• **WORK ITEM**:
How many lines in the records below include "archive"? Answer with the number only.

DATA RECORDS section start

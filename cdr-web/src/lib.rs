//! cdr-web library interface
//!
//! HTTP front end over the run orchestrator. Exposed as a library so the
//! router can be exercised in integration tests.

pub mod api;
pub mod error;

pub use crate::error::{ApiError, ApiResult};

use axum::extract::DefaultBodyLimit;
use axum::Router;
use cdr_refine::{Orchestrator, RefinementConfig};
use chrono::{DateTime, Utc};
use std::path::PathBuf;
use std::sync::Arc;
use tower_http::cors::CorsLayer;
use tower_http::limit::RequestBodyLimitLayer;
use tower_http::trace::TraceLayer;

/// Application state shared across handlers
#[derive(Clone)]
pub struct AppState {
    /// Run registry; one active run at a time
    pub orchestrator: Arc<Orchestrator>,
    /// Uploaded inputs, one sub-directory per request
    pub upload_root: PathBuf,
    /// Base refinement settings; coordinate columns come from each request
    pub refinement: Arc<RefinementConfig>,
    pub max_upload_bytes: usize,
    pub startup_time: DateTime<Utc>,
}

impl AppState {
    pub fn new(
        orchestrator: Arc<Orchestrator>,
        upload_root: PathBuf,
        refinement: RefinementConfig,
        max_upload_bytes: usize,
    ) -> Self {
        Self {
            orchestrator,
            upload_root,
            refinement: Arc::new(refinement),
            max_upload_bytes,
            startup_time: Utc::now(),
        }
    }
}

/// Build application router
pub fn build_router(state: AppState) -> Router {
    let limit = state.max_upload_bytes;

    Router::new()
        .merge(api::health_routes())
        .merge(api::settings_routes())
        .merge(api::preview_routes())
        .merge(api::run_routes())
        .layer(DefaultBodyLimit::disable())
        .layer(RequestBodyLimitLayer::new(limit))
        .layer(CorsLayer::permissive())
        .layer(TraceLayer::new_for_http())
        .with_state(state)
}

DATA RECORDS section end
DATA RECORDS section start

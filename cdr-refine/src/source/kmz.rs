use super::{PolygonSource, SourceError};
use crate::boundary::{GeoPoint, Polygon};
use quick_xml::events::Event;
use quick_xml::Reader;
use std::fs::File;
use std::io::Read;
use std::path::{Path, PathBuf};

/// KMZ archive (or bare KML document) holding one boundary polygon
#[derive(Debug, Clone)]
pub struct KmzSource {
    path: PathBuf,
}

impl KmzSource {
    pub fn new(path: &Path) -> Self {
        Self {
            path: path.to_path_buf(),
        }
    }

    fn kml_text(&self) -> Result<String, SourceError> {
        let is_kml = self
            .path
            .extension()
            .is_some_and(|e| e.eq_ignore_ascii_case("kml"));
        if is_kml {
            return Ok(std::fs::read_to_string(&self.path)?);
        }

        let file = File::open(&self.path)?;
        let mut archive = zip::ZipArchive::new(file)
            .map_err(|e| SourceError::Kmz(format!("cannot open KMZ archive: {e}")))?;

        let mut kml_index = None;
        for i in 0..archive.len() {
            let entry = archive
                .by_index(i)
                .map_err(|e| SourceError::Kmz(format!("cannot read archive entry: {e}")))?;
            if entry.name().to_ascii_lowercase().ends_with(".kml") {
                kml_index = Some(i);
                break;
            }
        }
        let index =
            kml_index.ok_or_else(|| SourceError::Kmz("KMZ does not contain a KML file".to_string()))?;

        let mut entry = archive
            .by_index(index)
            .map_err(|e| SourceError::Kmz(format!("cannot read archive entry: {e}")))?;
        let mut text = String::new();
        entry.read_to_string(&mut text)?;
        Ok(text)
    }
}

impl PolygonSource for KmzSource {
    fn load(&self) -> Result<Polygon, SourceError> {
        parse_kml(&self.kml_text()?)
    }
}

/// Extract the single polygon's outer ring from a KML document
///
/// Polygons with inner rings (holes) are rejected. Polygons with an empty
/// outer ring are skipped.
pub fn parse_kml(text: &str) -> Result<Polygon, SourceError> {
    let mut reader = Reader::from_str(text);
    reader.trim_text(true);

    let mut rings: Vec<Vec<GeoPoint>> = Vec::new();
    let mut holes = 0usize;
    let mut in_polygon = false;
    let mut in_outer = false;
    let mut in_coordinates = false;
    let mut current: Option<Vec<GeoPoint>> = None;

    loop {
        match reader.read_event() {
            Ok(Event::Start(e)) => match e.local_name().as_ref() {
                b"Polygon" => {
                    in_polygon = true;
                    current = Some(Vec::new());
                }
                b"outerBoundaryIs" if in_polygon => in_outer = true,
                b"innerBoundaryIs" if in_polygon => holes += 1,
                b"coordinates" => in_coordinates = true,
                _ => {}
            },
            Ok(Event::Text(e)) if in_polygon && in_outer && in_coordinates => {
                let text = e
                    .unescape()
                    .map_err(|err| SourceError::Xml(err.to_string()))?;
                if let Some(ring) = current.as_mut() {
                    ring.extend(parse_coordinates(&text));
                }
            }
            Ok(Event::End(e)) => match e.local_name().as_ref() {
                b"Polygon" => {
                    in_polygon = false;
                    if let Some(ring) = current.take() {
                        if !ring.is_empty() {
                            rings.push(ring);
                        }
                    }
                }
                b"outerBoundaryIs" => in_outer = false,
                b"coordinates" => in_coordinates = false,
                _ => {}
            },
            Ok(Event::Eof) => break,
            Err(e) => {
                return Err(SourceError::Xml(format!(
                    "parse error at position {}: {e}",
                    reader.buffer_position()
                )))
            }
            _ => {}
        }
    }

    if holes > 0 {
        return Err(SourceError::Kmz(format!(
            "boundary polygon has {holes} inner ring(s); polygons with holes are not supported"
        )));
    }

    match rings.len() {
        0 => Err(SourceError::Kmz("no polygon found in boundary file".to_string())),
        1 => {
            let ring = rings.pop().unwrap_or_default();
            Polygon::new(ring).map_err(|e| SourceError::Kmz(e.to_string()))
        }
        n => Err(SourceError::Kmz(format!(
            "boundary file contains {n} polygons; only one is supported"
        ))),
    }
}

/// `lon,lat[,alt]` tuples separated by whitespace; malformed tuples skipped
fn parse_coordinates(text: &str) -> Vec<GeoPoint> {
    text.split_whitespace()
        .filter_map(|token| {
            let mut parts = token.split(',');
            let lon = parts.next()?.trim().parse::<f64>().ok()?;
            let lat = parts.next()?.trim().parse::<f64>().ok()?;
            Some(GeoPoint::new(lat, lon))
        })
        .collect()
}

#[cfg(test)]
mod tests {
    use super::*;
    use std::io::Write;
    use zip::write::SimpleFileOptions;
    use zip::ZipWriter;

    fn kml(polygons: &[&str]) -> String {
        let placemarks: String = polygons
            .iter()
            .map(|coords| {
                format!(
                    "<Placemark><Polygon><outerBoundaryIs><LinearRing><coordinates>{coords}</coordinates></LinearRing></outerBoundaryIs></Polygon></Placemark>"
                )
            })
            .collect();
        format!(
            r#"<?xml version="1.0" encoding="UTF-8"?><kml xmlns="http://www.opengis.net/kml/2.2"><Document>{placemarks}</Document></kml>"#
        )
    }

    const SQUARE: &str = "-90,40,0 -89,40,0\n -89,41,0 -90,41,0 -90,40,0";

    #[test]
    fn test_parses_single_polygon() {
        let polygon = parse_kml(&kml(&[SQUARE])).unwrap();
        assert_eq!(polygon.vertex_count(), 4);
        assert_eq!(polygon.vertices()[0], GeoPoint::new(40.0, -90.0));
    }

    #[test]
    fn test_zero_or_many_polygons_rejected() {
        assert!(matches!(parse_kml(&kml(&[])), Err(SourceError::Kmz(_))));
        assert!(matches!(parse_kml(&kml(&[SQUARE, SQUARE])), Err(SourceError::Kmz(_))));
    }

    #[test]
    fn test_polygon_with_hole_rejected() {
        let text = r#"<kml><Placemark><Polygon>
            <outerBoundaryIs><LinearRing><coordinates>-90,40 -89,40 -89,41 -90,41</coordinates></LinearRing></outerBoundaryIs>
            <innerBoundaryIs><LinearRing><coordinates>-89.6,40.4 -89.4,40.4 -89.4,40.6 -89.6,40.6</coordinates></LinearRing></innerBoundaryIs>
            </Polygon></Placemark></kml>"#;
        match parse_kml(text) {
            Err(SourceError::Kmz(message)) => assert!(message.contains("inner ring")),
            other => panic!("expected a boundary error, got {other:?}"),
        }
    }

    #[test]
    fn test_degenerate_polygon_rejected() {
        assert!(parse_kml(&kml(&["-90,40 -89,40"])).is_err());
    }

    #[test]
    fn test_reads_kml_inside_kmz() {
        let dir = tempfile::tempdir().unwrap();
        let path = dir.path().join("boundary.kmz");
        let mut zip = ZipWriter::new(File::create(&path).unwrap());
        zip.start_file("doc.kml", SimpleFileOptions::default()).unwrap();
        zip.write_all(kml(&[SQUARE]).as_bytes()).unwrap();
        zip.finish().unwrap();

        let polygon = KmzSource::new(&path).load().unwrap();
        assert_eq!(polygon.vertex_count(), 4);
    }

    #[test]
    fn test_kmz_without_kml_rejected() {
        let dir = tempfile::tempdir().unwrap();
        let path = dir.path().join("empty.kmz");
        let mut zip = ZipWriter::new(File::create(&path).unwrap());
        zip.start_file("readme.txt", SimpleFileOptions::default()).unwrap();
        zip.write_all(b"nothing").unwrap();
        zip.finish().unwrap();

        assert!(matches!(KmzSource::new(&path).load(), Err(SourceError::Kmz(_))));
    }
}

DATA RECORDS section end
DATA RECORDS section start

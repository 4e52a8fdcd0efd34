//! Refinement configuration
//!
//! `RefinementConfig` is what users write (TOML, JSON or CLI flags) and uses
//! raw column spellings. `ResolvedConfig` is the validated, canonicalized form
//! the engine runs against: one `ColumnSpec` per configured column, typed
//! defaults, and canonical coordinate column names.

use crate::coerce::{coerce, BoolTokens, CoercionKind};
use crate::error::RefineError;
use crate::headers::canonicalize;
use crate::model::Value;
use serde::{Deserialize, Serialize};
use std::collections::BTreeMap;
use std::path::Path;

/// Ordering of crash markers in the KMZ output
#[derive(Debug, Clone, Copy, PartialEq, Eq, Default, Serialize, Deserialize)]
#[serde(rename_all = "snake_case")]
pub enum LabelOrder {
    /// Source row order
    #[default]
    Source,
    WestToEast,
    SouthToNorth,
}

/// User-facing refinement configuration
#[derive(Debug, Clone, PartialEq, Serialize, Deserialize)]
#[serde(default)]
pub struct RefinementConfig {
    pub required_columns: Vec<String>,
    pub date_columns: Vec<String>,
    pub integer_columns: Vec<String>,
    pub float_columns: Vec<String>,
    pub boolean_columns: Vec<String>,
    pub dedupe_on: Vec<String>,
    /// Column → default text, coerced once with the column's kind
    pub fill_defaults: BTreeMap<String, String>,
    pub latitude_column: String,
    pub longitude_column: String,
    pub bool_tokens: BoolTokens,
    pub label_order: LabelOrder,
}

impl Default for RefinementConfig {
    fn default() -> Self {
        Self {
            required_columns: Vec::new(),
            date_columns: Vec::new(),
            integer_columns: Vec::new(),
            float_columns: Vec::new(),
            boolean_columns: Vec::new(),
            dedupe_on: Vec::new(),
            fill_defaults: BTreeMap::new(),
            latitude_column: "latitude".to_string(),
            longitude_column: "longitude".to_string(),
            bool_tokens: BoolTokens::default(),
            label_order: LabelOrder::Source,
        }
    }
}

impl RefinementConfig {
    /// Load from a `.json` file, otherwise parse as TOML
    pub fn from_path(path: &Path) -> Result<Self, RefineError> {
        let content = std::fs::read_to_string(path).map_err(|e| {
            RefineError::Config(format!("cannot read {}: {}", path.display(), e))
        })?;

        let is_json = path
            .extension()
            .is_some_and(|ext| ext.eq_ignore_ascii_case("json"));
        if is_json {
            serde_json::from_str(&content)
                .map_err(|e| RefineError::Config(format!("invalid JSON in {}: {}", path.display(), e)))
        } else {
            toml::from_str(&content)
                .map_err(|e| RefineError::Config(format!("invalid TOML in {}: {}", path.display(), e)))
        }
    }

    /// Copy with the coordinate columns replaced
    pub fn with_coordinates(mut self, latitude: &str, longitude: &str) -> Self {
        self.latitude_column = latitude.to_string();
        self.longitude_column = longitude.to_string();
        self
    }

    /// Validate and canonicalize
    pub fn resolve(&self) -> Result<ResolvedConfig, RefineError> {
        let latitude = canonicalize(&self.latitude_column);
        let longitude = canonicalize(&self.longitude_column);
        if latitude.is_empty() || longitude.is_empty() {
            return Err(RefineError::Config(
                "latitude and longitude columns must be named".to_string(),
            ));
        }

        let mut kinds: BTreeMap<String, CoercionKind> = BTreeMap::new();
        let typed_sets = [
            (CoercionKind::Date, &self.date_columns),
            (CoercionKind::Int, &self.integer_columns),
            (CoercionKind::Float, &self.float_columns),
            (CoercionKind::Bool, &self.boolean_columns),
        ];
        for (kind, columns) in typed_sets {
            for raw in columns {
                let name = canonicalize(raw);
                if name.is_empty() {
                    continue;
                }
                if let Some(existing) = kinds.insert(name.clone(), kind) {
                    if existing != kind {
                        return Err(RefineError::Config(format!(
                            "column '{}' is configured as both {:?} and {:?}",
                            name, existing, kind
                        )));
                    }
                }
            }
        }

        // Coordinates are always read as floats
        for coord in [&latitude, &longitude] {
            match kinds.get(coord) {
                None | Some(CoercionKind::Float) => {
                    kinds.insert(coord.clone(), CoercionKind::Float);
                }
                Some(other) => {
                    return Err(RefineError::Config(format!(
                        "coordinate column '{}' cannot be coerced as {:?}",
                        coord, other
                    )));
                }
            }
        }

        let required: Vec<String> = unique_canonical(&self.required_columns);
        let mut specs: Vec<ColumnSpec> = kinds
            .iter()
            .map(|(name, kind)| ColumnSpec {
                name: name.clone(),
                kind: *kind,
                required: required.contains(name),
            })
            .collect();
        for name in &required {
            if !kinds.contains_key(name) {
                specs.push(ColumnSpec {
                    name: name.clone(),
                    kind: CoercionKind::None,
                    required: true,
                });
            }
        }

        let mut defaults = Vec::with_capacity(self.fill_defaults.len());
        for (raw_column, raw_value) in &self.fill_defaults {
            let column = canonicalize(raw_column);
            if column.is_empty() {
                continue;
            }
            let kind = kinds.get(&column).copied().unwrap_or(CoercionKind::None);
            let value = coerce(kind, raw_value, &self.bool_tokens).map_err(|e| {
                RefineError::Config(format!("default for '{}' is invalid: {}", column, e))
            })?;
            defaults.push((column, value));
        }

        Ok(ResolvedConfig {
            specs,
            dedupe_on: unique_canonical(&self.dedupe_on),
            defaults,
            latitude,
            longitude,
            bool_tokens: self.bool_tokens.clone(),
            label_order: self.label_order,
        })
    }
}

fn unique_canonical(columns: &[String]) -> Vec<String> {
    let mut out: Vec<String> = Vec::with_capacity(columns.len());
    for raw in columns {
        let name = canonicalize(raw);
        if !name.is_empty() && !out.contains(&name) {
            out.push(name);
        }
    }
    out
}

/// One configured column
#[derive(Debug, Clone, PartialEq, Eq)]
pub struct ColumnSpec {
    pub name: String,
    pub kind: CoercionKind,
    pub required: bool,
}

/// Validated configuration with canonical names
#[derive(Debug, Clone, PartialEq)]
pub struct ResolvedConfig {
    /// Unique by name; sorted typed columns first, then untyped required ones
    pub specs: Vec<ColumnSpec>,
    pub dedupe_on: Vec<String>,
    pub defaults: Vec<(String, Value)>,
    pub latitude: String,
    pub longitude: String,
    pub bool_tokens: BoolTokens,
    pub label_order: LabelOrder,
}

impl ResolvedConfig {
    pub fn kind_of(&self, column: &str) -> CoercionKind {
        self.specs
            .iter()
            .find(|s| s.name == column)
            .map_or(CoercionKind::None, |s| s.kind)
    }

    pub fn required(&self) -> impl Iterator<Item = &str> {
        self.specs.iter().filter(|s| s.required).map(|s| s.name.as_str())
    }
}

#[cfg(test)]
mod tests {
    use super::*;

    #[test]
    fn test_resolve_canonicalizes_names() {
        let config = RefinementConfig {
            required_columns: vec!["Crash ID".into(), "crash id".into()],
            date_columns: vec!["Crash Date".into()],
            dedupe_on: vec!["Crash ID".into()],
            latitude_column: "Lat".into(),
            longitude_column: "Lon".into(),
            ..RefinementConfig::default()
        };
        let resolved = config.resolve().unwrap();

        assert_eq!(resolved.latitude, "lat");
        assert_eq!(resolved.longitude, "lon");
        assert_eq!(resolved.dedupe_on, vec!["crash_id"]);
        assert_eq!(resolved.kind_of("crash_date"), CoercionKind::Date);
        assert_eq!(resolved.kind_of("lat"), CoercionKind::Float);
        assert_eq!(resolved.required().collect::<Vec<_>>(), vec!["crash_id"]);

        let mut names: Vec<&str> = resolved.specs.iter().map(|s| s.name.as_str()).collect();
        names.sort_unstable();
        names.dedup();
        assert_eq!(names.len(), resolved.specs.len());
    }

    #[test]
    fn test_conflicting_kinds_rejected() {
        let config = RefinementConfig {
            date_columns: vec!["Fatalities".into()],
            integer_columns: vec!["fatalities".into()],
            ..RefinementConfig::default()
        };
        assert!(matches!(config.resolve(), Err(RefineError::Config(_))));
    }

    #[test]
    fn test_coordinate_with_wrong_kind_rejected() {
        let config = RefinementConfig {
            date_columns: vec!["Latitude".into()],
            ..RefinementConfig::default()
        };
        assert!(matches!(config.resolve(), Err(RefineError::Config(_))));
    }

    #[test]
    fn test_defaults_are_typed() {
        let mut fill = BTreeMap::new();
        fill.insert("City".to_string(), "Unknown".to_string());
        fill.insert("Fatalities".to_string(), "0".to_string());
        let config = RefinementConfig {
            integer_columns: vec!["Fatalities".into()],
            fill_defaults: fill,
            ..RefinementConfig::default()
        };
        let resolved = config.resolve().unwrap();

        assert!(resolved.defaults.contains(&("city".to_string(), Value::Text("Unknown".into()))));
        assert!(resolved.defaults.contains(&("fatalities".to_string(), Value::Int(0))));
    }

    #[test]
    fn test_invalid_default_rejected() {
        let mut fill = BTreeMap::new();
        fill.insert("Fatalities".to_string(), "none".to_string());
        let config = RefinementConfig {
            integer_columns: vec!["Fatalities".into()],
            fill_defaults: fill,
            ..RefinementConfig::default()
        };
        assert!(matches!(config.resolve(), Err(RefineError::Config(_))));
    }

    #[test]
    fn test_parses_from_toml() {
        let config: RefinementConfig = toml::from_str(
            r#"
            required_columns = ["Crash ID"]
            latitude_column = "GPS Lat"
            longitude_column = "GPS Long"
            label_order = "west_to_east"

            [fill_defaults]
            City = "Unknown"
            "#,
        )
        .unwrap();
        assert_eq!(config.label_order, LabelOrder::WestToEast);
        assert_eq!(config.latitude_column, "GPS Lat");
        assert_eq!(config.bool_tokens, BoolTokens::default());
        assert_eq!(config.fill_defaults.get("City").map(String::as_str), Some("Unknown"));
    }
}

DATA RECORDS section end

• **TASK OUTPUT**:
8